ASSIGNED TASK:
Search each line below for the word "Binary" and list those that contain it.

MATERIAL FOR THIS TASK:
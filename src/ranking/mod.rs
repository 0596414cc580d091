//! Ranking
//!
//! Ordered lists of translations and aliases: pure reorder/promote logic,
//! unsaved draft lists, and the synchronizer that persists ranks with
//! optimistic update and rollback.

mod item;
mod mutation;
mod draft;
mod synchronizer;

pub use item::{ItemId, NewRankedItem, PositionUpdate, RankedItem};
pub use mutation::{
    apply_mutation, from_translations, needs_repair, position_updates, sort_translations,
    split_entries, Mutation,
};
pub use draft::{DraftList, RemovalPolicy};
pub use synchronizer::{PendingSync, RankedListSynchronizer, SyncOutcome, SyncState};
//! Sub-protocol codecs.
//!
//! A [`SubProtocol`] is chosen once per connection during negotiation and
//! stays fixed for the session's lifetime. It translates between wire text
//! and the protocol-independent [`ClientMessage`]/[`ServerMessage`] and
//! carries the few behavioral differences between the sibling protocols.

mod graphql_ws;
mod transport_ws;

use std::fmt;
use std::sync::Arc;

use serde::de::DeserializeOwned;
use serde_json::Value;

use crate::error::{ProtoError, ProtoResult};
use crate::messages::{ClientMessage, ServerMessage};

pub use graphql_ws::GraphqlWs;
pub use transport_ws::GraphqlTransportWs;

/// Codec and policy for one wire sub-protocol.
pub trait SubProtocol: Send + Sync + fmt::Debug {
    /// Registered name, as it appears in `Sec-WebSocket-Protocol`.
    fn name(&self) -> &'static str;

    /// Decode one full text message.
    ///
    /// # Errors
    ///
    /// Returns an error if the text is not valid JSON, lacks a `type`, or
    /// the `type` is not part of this protocol.
    fn decode(&self, text: &str) -> ProtoResult<ClientMessage>;

    /// Encode a message.
    ///
    /// Returns `Ok(None)` when the message has no representation in this
    /// protocol and should not be sent.
    ///
    /// # Errors
    ///
    /// Returns an error if serialization fails.
    fn encode(&self, message: &ServerMessage) -> ProtoResult<Option<String>>;

    /// Message sent on every keep-alive tick.
    fn keep_alive(&self) -> ServerMessage {
        ServerMessage::KeepAlive
    }

    /// Whether a keep-alive is sent immediately after the ack.
    fn keep_alive_after_ack(&self) -> bool {
        false
    }

    /// Whether the server confirms an unsubscribe with `complete`.
    fn completes_on_unsubscribe(&self) -> bool {
        false
    }

    /// Whether a second init message ends the connection.
    fn repeated_init_is_fatal(&self) -> bool {
        false
    }
}

/// All sub-protocols shipped with subwire, in default preference order.
#[must_use]
pub fn builtin_protocols() -> Vec<Arc<dyn SubProtocol>> {
    vec![Arc::new(GraphqlTransportWs), Arc::new(GraphqlWs)]
}

/// Parse `text` and check its `type` against the protocol's known types
/// before deserializing into the protocol's frame enum.
pub(crate) fn decode_frame<T: DeserializeOwned>(
    protocol: &'static str,
    known_types: &[&str],
    text: &str,
) -> ProtoResult<T> {
    let value: Value =
        serde_json::from_str(text).map_err(|e| ProtoError::Decoding(e.to_string()))?;

    match value.get("type").and_then(Value::as_str) {
        None => return Err(ProtoError::MissingField("type")),
        Some(message_type) if !known_types.contains(&message_type) => {
            return Err(ProtoError::UnsupportedMessage {
                protocol,
                message_type: message_type.to_string(),
            });
        }
        Some(_) => {}
    }

    serde_json::from_value(value).map_err(|e| ProtoError::Decoding(e.to_string()))
}

/// Reject empty operation ids.
pub(crate) fn require_id(id: String) -> ProtoResult<String> {
    if id.trim().is_empty() {
        Err(ProtoError::MissingField("id"))
    } else {
        Ok(id)
    }
}

pub(crate) fn to_json<T: serde::Serialize>(frame: &T) -> ProtoResult<String> {
    serde_json::to_string(frame).map_err(|e| ProtoError::Encoding(e.to_string()))
}
//! WebSocket transport over `tokio-tungstenite`.

use futures::future::BoxFuture;
use futures::stream::{SplitSink, SplitStream};
use futures::{SinkExt, StreamExt};
use subwire_proto::{ClientIdentity, CloseStatus};
use tokio::net::TcpStream;
use tokio_tungstenite::tungstenite::handshake::server::{ErrorResponse, Request, Response};
use tokio_tungstenite::tungstenite::http::header::{AUTHORIZATION, SEC_WEBSOCKET_PROTOCOL};
use tokio_tungstenite::tungstenite::http::HeaderValue;
use tokio_tungstenite::tungstenite::protocol::frame::coding::CloseCode;
use tokio_tungstenite::tungstenite::protocol::{CloseFrame, WebSocketConfig as TungsteniteConfig};
use tokio_tungstenite::tungstenite::Message as WsMessage;
use tokio_tungstenite::{accept_hdr_async_with_config, WebSocketStream};
use tracing::debug;

use crate::config::WebSocketConfig;
use crate::negotiator::ProtocolNegotiator;
use crate::transport::{
    ClientConnection, CloseInfo, Inbound, TransportError, TransportResult, TransportState,
};

/// What the HTTP upgrade request told us.
#[derive(Debug, Default)]
struct Handshake {
    path: String,
    requested_protocols: Option<String>,
    identity: Option<ClientIdentity>,
    negotiated: Option<&'static str>,
}

/// Size of a WebSocket message payload in bytes.
#[must_use]
pub fn ws_message_size(message: &WsMessage) -> usize {
    match message {
        WsMessage::Text(text) => text.len(),
        WsMessage::Binary(data) | WsMessage::Ping(data) | WsMessage::Pong(data) => data.len(),
        WsMessage::Close(frame) => frame.as_ref().map_or(0, |f| f.reason.len() + 2),
        WsMessage::Frame(frame) => frame.len(),
    }
}

/// An upgraded WebSocket connection.
///
/// The upgrade happens in [`WsConnection::accept`], so the transport is
/// already open (and the HTTP response already sent) when the gateway
/// sees it.
pub struct WsConnection {
    handshake: Handshake,
    state: TransportState,
    limits: WebSocketConfig,
    sink: SplitSink<WebSocketStream<TcpStream>, WsMessage>,
    stream: SplitStream<WebSocketStream<TcpStream>>,
}

impl WsConnection {
    /// Perform the WebSocket upgrade on `stream`.
    ///
    /// The client's `Sec-WebSocket-Protocol` list is negotiated during the
    /// upgrade so the chosen protocol can be echoed back. A bearer token in
    /// `Authorization` becomes the connection's identity.
    ///
    /// # Errors
    ///
    /// Returns an error if the handshake fails.
    pub async fn accept(
        stream: TcpStream,
        negotiator: &ProtocolNegotiator,
        limits: WebSocketConfig,
    ) -> TransportResult<Self> {
        let mut handshake = Handshake::default();

        let callback = |request: &Request, mut response: Response| -> Result<Response, ErrorResponse> {
            handshake.path = request.uri().path().to_string();
            handshake.requested_protocols = request
                .headers()
                .get(SEC_WEBSOCKET_PROTOCOL)
                .and_then(|value| value.to_str().ok())
                .map(str::to_string);
            handshake.identity = request
                .headers()
                .get(AUTHORIZATION)
                .and_then(|value| value.to_str().ok())
                .map(|value| value.strip_prefix("Bearer ").unwrap_or(value).trim())
                .filter(|principal| !principal.is_empty())
                .map(ClientIdentity::new);

            if let Ok(protocol) = negotiator.negotiate(handshake.requested_protocols.as_deref()) {
                handshake.negotiated = Some(protocol.name());
                if handshake.requested_protocols.is_some() {
                    response
                        .headers_mut()
                        .insert(SEC_WEBSOCKET_PROTOCOL, HeaderValue::from_static(protocol.name()));
                }
            }
            Ok(response)
        };

        let mut ws_config = TungsteniteConfig::default();
        ws_config.max_frame_size = Some(limits.max_frame_size);
        let ws = accept_hdr_async_with_config(stream, callback, Some(ws_config)).await?;
        let (sink, stream) = ws.split();

        debug!(
            path = %handshake.path,
            protocol = ?handshake.negotiated,
            authenticated = handshake.identity.is_some(),
            "WebSocket upgrade complete"
        );

        Ok(Self {
            handshake,
            state: TransportState::Open,
            limits,
            sink,
            stream,
        })
    }

    async fn next_inbound(&mut self) -> TransportResult<Inbound> {
        loop {
            let Some(message) = self.stream.next().await else {
                self.state = TransportState::Closed;
                return Err(TransportError::Closed);
            };
            let message = message.map_err(|e| {
                let err = TransportError::from(e);
                if !matches!(err, TransportError::MessageTooLarge { .. }) {
                    self.state = TransportState::Closed;
                }
                err
            })?;

            let size = ws_message_size(&message);
            if size > self.limits.max_message_size {
                return Err(TransportError::MessageTooLarge {
                    size,
                    limit: self.limits.max_message_size,
                });
            }

            match message {
                WsMessage::Text(text) => return Ok(Inbound::Text(text)),
                WsMessage::Binary(data) => return Ok(Inbound::Binary(data)),
                WsMessage::Close(frame) => {
                    self.state = TransportState::Closing;
                    return Ok(Inbound::Close(frame.map(|f| CloseInfo {
                        code: u16::from(f.code),
                        reason: f.reason.to_string(),
                    })));
                }
                // control frames are answered by tungstenite
                WsMessage::Ping(_) | WsMessage::Pong(_) | WsMessage::Frame(_) => {}
            }
        }
    }
}

impl ClientConnection for WsConnection {
    fn path(&self) -> &str {
        &self.handshake.path
    }

    fn identity(&self) -> Option<&ClientIdentity> {
        self.handshake.identity.as_ref()
    }

    fn requested_protocols(&self) -> Option<&str> {
        self.handshake.requested_protocols.as_deref()
    }

    fn state(&self) -> TransportState {
        self.state
    }

    fn response_started(&self) -> bool {
        true
    }

    fn open<'a>(&'a mut self, subprotocol: &'a str) -> BoxFuture<'a, TransportResult<()>> {
        Box::pin(async move {
            if self.state != TransportState::Open {
                return Err(TransportError::InvalidState(self.state));
            }
            match self.handshake.negotiated {
                Some(actual) if actual != subprotocol => Err(TransportError::ProtocolMismatch {
                    expected: subprotocol.to_string(),
                    actual: actual.to_string(),
                }),
                _ => Ok(()),
            }
        })
    }

    fn send(&mut self, text: String) -> BoxFuture<'_, TransportResult<()>> {
        Box::pin(async move {
            if self.state != TransportState::Open {
                return Err(TransportError::InvalidState(self.state));
            }
            self.sink.send(WsMessage::Text(text)).await?;
            Ok(())
        })
    }

    fn receive(&mut self) -> BoxFuture<'_, TransportResult<Inbound>> {
        Box::pin(self.next_inbound())
    }

    fn close<'a>(
        &'a mut self,
        status: CloseStatus,
        reason: &'a str,
    ) -> BoxFuture<'a, TransportResult<()>> {
        Box::pin(async move {
            if self.state == TransportState::Closed {
                return Ok(());
            }
            let frame = CloseFrame {
                code: CloseCode::from(status.code()),
                reason: reason.to_string().into(),
            };
            let result = self.sink.send(WsMessage::Close(Some(frame))).await;
            self.state = TransportState::Closed;
            match result {
                Ok(()) | Err(tokio_tungstenite::tungstenite::Error::ConnectionClosed) => Ok(()),
                Err(e) => Err(e.into()),
            }
        })
    }

    fn write_response<'a>(
        &'a mut self,
        _status: u16,
        _message: &'a str,
    ) -> BoxFuture<'a, TransportResult<()>> {
        Box::pin(async { Err(TransportError::ResponseStarted) })
    }
}

impl std::fmt::Debug for WsConnection {
    fn fmt(&self, f: &mut std::fmt::Formatter<'_>) -> std::fmt::Result {
        f.debug_struct("WsConnection")
            .field("path", &self.handshake.path)
            .field("protocol", &self.handshake.negotiated)
            .field("state", &self.state)
            .finish_non_exhaustive()
    }
}
//! # subwire-proto
//!
//! Wire model for the subwire GraphQL subscription server.
//!
//! - [`types`] - client ids, routes, event names and published events
//! - [`messages`] - protocol-independent client/server messages
//! - [`protocol`] - the `graphql-ws` and `graphql-transport-ws` codecs
//! - [`status`] - close statuses and their HTTP equivalents

#![forbid(unsafe_code)]
#![warn(missing_docs)]

pub mod error;
pub mod messages;
pub mod protocol;
pub mod status;
pub mod types;

pub use error::{ProtoError, ProtoResult};
pub use messages::{ClientMessage, ExecutionPayload, GraphError, OperationRequest, ServerMessage};
pub use protocol::{builtin_protocols, GraphqlTransportWs, GraphqlWs, SubProtocol};
pub use status::CloseStatus;
pub use types::{ClientId, ClientIdentity, EventName, Route, SubscriptionEvent};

COMPLETED TASK:
        WsMessage::Binary(data) | WsMessage::Ping(data) | WsMessage::Pong(data) => data.len(),
                WsMessage::Binary(data) => return Ok(Inbound::Binary(data)),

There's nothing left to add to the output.